Abstract Parkinson’s disease (PD) is a neurodegenerative disorder linked to the loss of dopaminergic neurons (DN) in the substantia nigra. Although the mechanisms triggering the loss of DN are unclear, mitochondrial dysfunction and inflammation are viewed as playing a key role. PINK1 and Parkin are major regulators of mitophagy and failure in this pathway in DNs is hypothesized to enhanced oxidative stress and cause cell death.
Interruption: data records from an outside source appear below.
use crate::error::{Error, Result};
use crate::server::ServerId;
use std::collections::{HashMap, VecDeque};
use std::sync::{Arc, Mutex};
use std::time::SystemTime;

/// Maximum number of events kept for each server
const MAX_EVENTS_PER_SERVER: usize = 1000;

/// Server lifecycle event types
#[derive(Debug, Clone, Copy, PartialEq, Eq)]
pub enum ServerLifecycleEvent {
    /// Server started
    Started,
    /// Server stopped
    Stopped,
    /// Server restarted
    Restarted,
    /// Artifact replaced by an update
    Updated,
    /// A setting was changed
    Reconfigured,
    /// An operation failed
    Failed,
}

/// Server lifecycle event
#[derive(Debug, Clone)]
pub struct ServerEvent {
    /// Server ID
    pub id: ServerId,
    /// Server name
    pub name: String,
    /// Event type
    pub event: ServerLifecycleEvent,
    /// Event timestamp
    pub timestamp: SystemTime,
    /// Event details
    pub details: Option<String>,
}

/// Per-server event queues, oldest first
#[derive(Default)]
struct EventLog {
    /// Sequence number of the next event, orders events across servers
    next_seq: u64,
    by_server: HashMap<ServerId, VecDeque<(u64, ServerEvent)>>,
}

/// Bounded history of lifecycle events, capped separately for each server
#[derive(Clone)]
pub struct ServerLifecycleManager {
    events: Arc<Mutex<EventLog>>,
}

impl ServerLifecycleManager {
    /// Create a new server lifecycle manager
    pub fn new() -> Self {
        Self {
            events: Arc::new(Mutex::new(EventLog::default())),
        }
    }

    fn log(&self) -> Result<std::sync::MutexGuard<'_, EventLog>> {
        self.events
            .lock()
            .map_err(|_| Error::Other("Failed to lock server events".to_string()))
    }

    /// Record a server event
    pub fn record_event(
        &self,
        id: ServerId,
        name: &str,
        event: ServerLifecycleEvent,
        details: Option<String>,
    ) -> Result<()> {
        let mut log = self.log()?;
        let seq = log.next_seq;
        log.next_seq += 1;

        let events = log.by_server.entry(id).or_default();
        events.push_back((
            seq,
            ServerEvent {
                id,
                name: name.to_string(),
                event,
                timestamp: SystemTime::now(),
                details,
            },
        ));

        if events.len() > MAX_EVENTS_PER_SERVER {
            events.pop_front();
        }

        Ok(())
    }

    /// Get recent events for a server, newest first
    pub fn get_server_events(&self, id: ServerId, limit: Option<usize>) -> Result<Vec<ServerEvent>> {
        let log = self.log()?;
        Ok(log
            .by_server
            .get(&id)
            .map(|events| {
                events
                    .iter()
                    .rev()
                    .take(limit.unwrap_or(usize::MAX))
                    .map(|(_, e)| e.clone())
                    .collect()
            })
            .unwrap_or_default())
    }

    /// Get all events, newest first
    pub fn get_all_events(&self, limit: Option<usize>) -> Result<Vec<ServerEvent>> {
        let log = self.log()?;
        let mut all: Vec<_> = log.by_server.values().flatten().collect();
        all.sort_unstable_by(|a, b| b.0.cmp(&a.0));

        Ok(all
            .into_iter()
            .take(limit.unwrap_or(usize::MAX))
            .map(|(_, e)| e.clone())
            .collect())
    }

    /// Clear events
    pub fn clear_events(&self) -> Result<()> {
        self.log()?.by_server.clear();
        Ok(())
    }
}

impl Default for ServerLifecycleManager {
    fn default() -> Self {
        Self::new()
    }
}

#[cfg(test)]
mod tests {
    use super::*;

    #[test]
    fn test_events_are_newest_first_and_bounded() -> Result<()> {
        let manager = ServerLifecycleManager::new();
        let alpha = ServerId::new();
        let beta = ServerId::new();

        manager.record_event(alpha, "Alpha", ServerLifecycleEvent::Started, None)?;
        manager.record_event(beta, "Beta", ServerLifecycleEvent::Started, None)?;
        manager.record_event(alpha, "Alpha", ServerLifecycleEvent::Stopped, Some("console".into()))?;

        let events = manager.get_server_events(alpha, None)?;
        assert_eq!(events.len(), 2);
        assert_eq!(events[0].event, ServerLifecycleEvent::Stopped);
        assert_eq!(events[1].event, ServerLifecycleEvent::Started);
        assert_eq!(manager.get_all_events(Some(1))?[0].name, "Alpha");
        assert_eq!(manager.get_all_events(Some(2))?[1].name, "Beta");

        for _ in 0..=MAX_EVENTS_PER_SERVER {
            manager.record_event(beta, "Beta", ServerLifecycleEvent::Reconfigured, None)?;
        }
        assert_eq!(manager.get_server_events(beta, None)?.len(), MAX_EVENTS_PER_SERVER);
        // a busy server does not push out another server's history
        assert_eq!(manager.get_server_events(alpha, None)?.len(), 2);
        assert_eq!(manager.get_all_events(None)?.len(), MAX_EVENTS_PER_SERVER + 2);

        manager.clear_events()?;
        assert!(manager.get_all_events(None)?.is_empty());
        Ok(())
    }
}
/*!
 # Fleet Runner

 A Rust library for supervising a fleet of named, long-running game/application
 server processes.

 ## Overview

 Fleet Runner provides functionality to:
 - Start, stop and restart server processes by display name
 - Change individual server settings by name while protecting identity fields
 - Keep a fleet-wide cache of server artifacts and install them into server directories
 - Persist changed settings and keep a history of lifecycle events

 ## Basic Usage

 ```no_run
 use fleet_runner::{FleetController, Result};
 use fleet_runner::config::FleetConfig;
 use fleet_runner::provision::{ArtifactCatalog, LocalMirrorCatalog};
 use std::sync::Arc;

 #[tokio::main]
 async fn main() -> Result<()> {
     let config = FleetConfig::from_file("fleet.json")?;
     let catalog: Arc<dyn ArtifactCatalog> = Arc::new(LocalMirrorCatalog::new("/srv/mirror"));
     let fleet = FleetController::from_config(config, Some(catalog)).await?;

     // Fetch the configured artifact version, then start the server
     fleet.update("Alpha").await?;
     fleet.start("Alpha").await?;

     // Change a setting; it is persisted immediately
     fleet.set_property("Alpha", "maxMemory", "4096").await?;
     fleet.restart("Alpha").await?;

     println!("{}", fleet.info("alpha").await?);

     fleet.stop_all().await
 }
 ```

 ## Features

 - **Lifecycle**: Validated start/stop/restart transitions per server
 - **Settings**: Schema-driven, all-or-nothing patches of typed settings
 - **Provisioning**: Single-flight, verified artifact downloads and atomic installs
 - **Persistence**: Settings stored as JSON, written atomically
 - **Async Support**: Full async/await support on tokio
*/

pub mod command;
pub mod config;
pub mod error;
pub mod provision;
pub mod registry;
pub mod server;
pub mod store;

pub use command::{Action, Outcome, ServerCommand};
pub use config::{FleetConfig, ServerProperties, ServerType};
pub use error::{Error, Result};
pub use registry::ServerRegistry;
pub use server::{RunState, ServerId, ServerInstance};

use provision::{ArtifactCatalog, AssetProvisioner};
use serde::Serialize;
use server::{ServerEvent, ServerLifecycleEvent, ServerLifecycleManager};
use std::collections::HashMap;
use std::fmt;
use std::path::PathBuf;
use std::sync::Arc;
use store::{ConfigPersistence, JsonFileStore};

/// Process-wide collaborators of a [`FleetController`].
///
/// Built once at startup and handed to the controller, which only reads it
/// afterwards.
pub struct FleetContext {
    /// Every known server
    pub registry: ServerRegistry,
    /// Where changed settings are written
    pub store: Arc<dyn ConfigPersistence>,
    /// Artifact provisioning; `None` when no catalog is set up
    pub provisioner: Option<Arc<AssetProvisioner>>,
}

/// Read-only snapshot of one server
#[derive(Debug, Clone, Serialize)]
#[serde(rename_all = "camelCase")]
pub struct ServerInfo {
    pub id: ServerId,
    pub display_name: String,
    pub root_directory: PathBuf,
    pub run_state: RunState,
    pub pid: Option<u32>,
    /// Serialized settings
    pub settings: serde_json::Value,
}

impl fmt::Display for ServerInfo {
    fn fmt(&self, f: &mut fmt::Formatter<'_>) -> fmt::Result {
        writeln!(f, "---Server Information [{}]---", self.display_name)?;
        writeln!(f, "ID: {}", self.id)?;
        writeln!(f, "Root Directory: {}", self.root_directory.display())?;
        writeln!(f, "Running: {}", self.run_state.is_running())?;
        write!(f, "Settings: {}", self.settings)
    }
}

/// Resolves servers by name and runs lifecycle, settings and update
/// operations on them.
///
/// Operations on one server are serialized by that server's lock; operations
/// on different servers run independently. All public methods are
/// instrumented with `tracing` spans.
pub struct FleetController {
    context: FleetContext,
    lifecycle: ServerLifecycleManager,
}
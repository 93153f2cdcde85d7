//! Configuration loaded from the process environment.

use std::collections::HashMap;
use std::fmt;
use std::path::PathBuf;
use std::time::Duration;

use serde::Serialize;

use crate::error::{Error, Result};

pub const SEARCH_ENDPOINT: &str = "SEARCH_ENDPOINT";
pub const SEARCH_INDEX_NAME: &str = "SEARCH_INDEX_NAME";
pub const SEARCH_API_KEY: &str = "SEARCH_API_KEY";
pub const AOAI_ENDPOINT: &str = "AOAI_ENDPOINT";
pub const AOAI_API_KEY: &str = "AOAI_API_KEY";
pub const AOAI_DEPLOYMENT: &str = "AOAI_DEPLOYMENT";

/// Every variable `/ask` needs, in the order they are checked.
pub const REQUIRED_KEYS: [&str; 6] = [
    SEARCH_ENDPOINT,
    SEARCH_INDEX_NAME,
    SEARCH_API_KEY,
    AOAI_ENDPOINT,
    AOAI_API_KEY,
    AOAI_DEPLOYMENT,
];

const DEFAULT_HOST: &str = "0.0.0.0";
const DEFAULT_PORT: u16 = 8000;
const DEFAULT_UPSTREAM_TIMEOUT_SECS: u64 = 60;

/// Endpoints and credentials for the search index and the model deployment.
#[derive(Clone, PartialEq, Eq)]
pub struct Settings {
    pub search_endpoint: String,
    pub search_index_name: String,
    pub search_api_key: String,
    pub aoai_endpoint: String,
    pub aoai_api_key: String,
    pub aoai_deployment: String,
}

impl Settings {
    /// Read all six variables from the process environment.
    pub fn from_env() -> Result<Self> {
        Self::from_lookup(|key| std::env::var(key).ok())
    }

    /// Build settings from an arbitrary key lookup. Blank values count as missing.
    pub fn from_lookup<F>(lookup: F) -> Result<Self>
    where
        F: Fn(&str) -> Option<String>,
    {
        let require = |key: &str| -> Result<String> {
            lookup(key)
                .filter(|v| !v.trim().is_empty())
                .ok_or_else(|| Error::MissingConfiguration(key.to_string()))
        };

        Ok(Self {
            search_endpoint: require(SEARCH_ENDPOINT)?,
            search_index_name: require(SEARCH_INDEX_NAME)?,
            search_api_key: require(SEARCH_API_KEY)?,
            aoai_endpoint: require(AOAI_ENDPOINT)?,
            aoai_api_key: require(AOAI_API_KEY)?,
            aoai_deployment: require(AOAI_DEPLOYMENT)?,
        })
    }
}

impl fmt::Debug for Settings {
    fn fmt(&self, f: &mut fmt::Formatter<'_>) -> fmt::Result {
        f.debug_struct("Settings")
            .field("search_endpoint", &self.search_endpoint)
            .field("search_index_name", &self.search_index_name)
            .field("search_api_key", &"<redacted>")
            .field("aoai_endpoint", &self.aoai_endpoint)
            .field("aoai_api_key", &"<redacted>")
            .field("aoai_deployment", &self.aoai_deployment)
            .finish()
    }
}

/// Where a request gets its [`Settings`] from.
#[derive(Debug, Clone)]
pub enum SettingsSource {
    /// Re-read the process environment on every load, so edits apply to the next request.
    Environment,
    /// Always hand out the same injected settings.
    Fixed(Settings),
    /// Validate a captured set of variables on every load.
    Vars(HashMap<String, String>),
}

impl SettingsSource {
    pub fn load(&self) -> Result<Settings> {
        match self {
            SettingsSource::Environment => Settings::from_env(),
            SettingsSource::Fixed(settings) => Ok(settings.clone()),
            SettingsSource::Vars(vars) => Settings::from_lookup(|key| vars.get(key).cloned()),
        }
    }
}

/// Diagnostic view of the configuration served at `/debug/env`.
///
/// Endpoints and names are reported verbatim; API keys only as presence flags.
#[derive(Debug, Clone, PartialEq, Eq, Serialize)]
pub struct ConfigReport {
    #[serde(rename = "SEARCH_ENDPOINT")]
    pub search_endpoint: Option<String>,
    #[serde(rename = "SEARCH_INDEX_NAME")]
    pub search_index_name: Option<String>,
    #[serde(rename = "SEARCH_API_KEY_set")]
    pub search_api_key_set: bool,
    #[serde(rename = "AOAI_ENDPOINT")]
    pub aoai_endpoint: Option<String>,
    #[serde(rename = "AOAI_DEPLOYMENT")]
    pub aoai_deployment: Option<String>,
    #[serde(rename = "AOAI_API_KEY_set")]
    pub aoai_api_key_set: bool,
}

impl ConfigReport {
    pub fn from_env() -> Self {
        Self::from_lookup(|key| std::env::var(key).ok())
    }

    pub fn from_lookup<F>(lookup: F) -> Self
    where
        F: Fn(&str) -> Option<String>,
    {
        let is_set = |key: &str| lookup(key).is_some_and(|v| !v.is_empty());
        Self {
            search_endpoint: lookup(SEARCH_ENDPOINT),
            search_index_name: lookup(SEARCH_INDEX_NAME),
            search_api_key_set: is_set(SEARCH_API_KEY),
            aoai_endpoint: lookup(AOAI_ENDPOINT),
            aoai_deployment: lookup(AOAI_DEPLOYMENT),
            aoai_api_key_set: is_set(AOAI_API_KEY),
        }
    }
}

/// Process-level server configuration.
#[derive(Debug, Clone, PartialEq, Eq)]
pub struct ServerConfig {
    /// Interface to bind.
    pub host: String,
    /// HTTP server port.
    pub port: u16,
    /// Upper bound on each upstream call. `None` waits indefinitely.
    pub upstream_timeout: Option<Duration>,
}

impl Default for ServerConfig {
    fn default() -> Self {
        Self {
            host: DEFAULT_HOST.into(),
            port: DEFAULT_PORT,
            upstream_timeout: Some(Duration::from_secs(DEFAULT_UPSTREAM_TIMEOUT_SECS)),
        }
    }
}

impl ServerConfig {
    /// Create configuration from environment and defaults.
    pub fn from_env() -> Self {
        Self::from_lookup(|key| std::env::var(key).ok())
    }

    pub fn from_lookup<F>(lookup: F) -> Self
    where
        F: Fn(&str) -> Option<String>,
    {
        let host = lookup("HOST")
            .filter(|h| !h.trim().is_empty())
            .unwrap_or_else(|| DEFAULT_HOST.into());

        let port = lookup("PORT")
            .and_then(|p| p.trim().parse().ok())
            .unwrap_or(DEFAULT_PORT);

        let timeout_secs = lookup("UPSTREAM_TIMEOUT_SECS")
            .and_then(|t| t.trim().parse::<u64>().ok())
            .unwrap_or(DEFAULT_UPSTREAM_TIMEOUT_SECS);

        Self {
            host,
            port,
            upstream_timeout: (timeout_secs > 0).then(|| Duration::from_secs(timeout_secs)),
        }
    }

    pub fn bind_addr(&self) -> String {
        format!("{}:{}", self.host, self.port)
    }
}

/// Populate the process environment from a `.env` file if one exists.
///
/// Returns the file that was applied, or `None` when there is no `.env`.
/// Variables already set in the process win over the file.
pub fn load_dotenv() -> std::result::Result<Option<PathBuf>, dotenvy::Error> {
    match dotenvy::dotenv() {
        Ok(path) => Ok(Some(path)),
        Err(e) if e.not_found() => Ok(None),
        Err(e) => Err(e),
    }
}
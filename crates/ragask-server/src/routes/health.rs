//! Liveness and configuration diagnostics.

use std::sync::Arc;

use axum::routing::get;
use axum::{Json, Router};
use ragask_core::ConfigReport;

use crate::state::AppState;

pub fn routes() -> Router<Arc<AppState>> {
    Router::new()
        .route("/health", get(health))
        .route("/debug/env", get(debug_env))
}

/// GET /health, independent of configuration.
async fn health() -> Json<serde_json::Value> {
    Json(serde_json::json!({ "status": "ok" }))
}

/// GET /debug/env, reporting which settings are present.
///
/// Endpoint URLs, index and deployment names are returned in plaintext.
async fn debug_env() -> Json<ConfigReport> {
    Json(ConfigReport::from_env())
}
However, we showed that PINK1 and Parkin play also a role in adaptive immunity by repressing mitochondrial antigen presentation (MitAP) (Matheoud et al., Cell 2016), suggesting that autoimmune mechanisms participate in the aetiology of PD. Here, following on the finding that LPS triggers MitAP in vitro and in vivo, we present evidence that intestinal infection with Gram - bacteria in Pink1 KO mice increases the release of pro-inflammatory cytokines, activates MitAP and induces autoimmune mechanisms eliciting the activation of cytotoxic mitochondria-specific CD8+ T cells. Remarkably, infection in these mice also leads to the emergence of severe motor impairment, reversed by L-DOPA treatment, accompanied by a sharp decrease in the density of dopaminergic axonal varicosities in the striatum. These data support the role of PINK1 as a modulator of the immune system and provide a new pathophysiological model where intestinal infection acts as a triggering event in PD, highlighting the relevance of the gut-brain axis in the disease.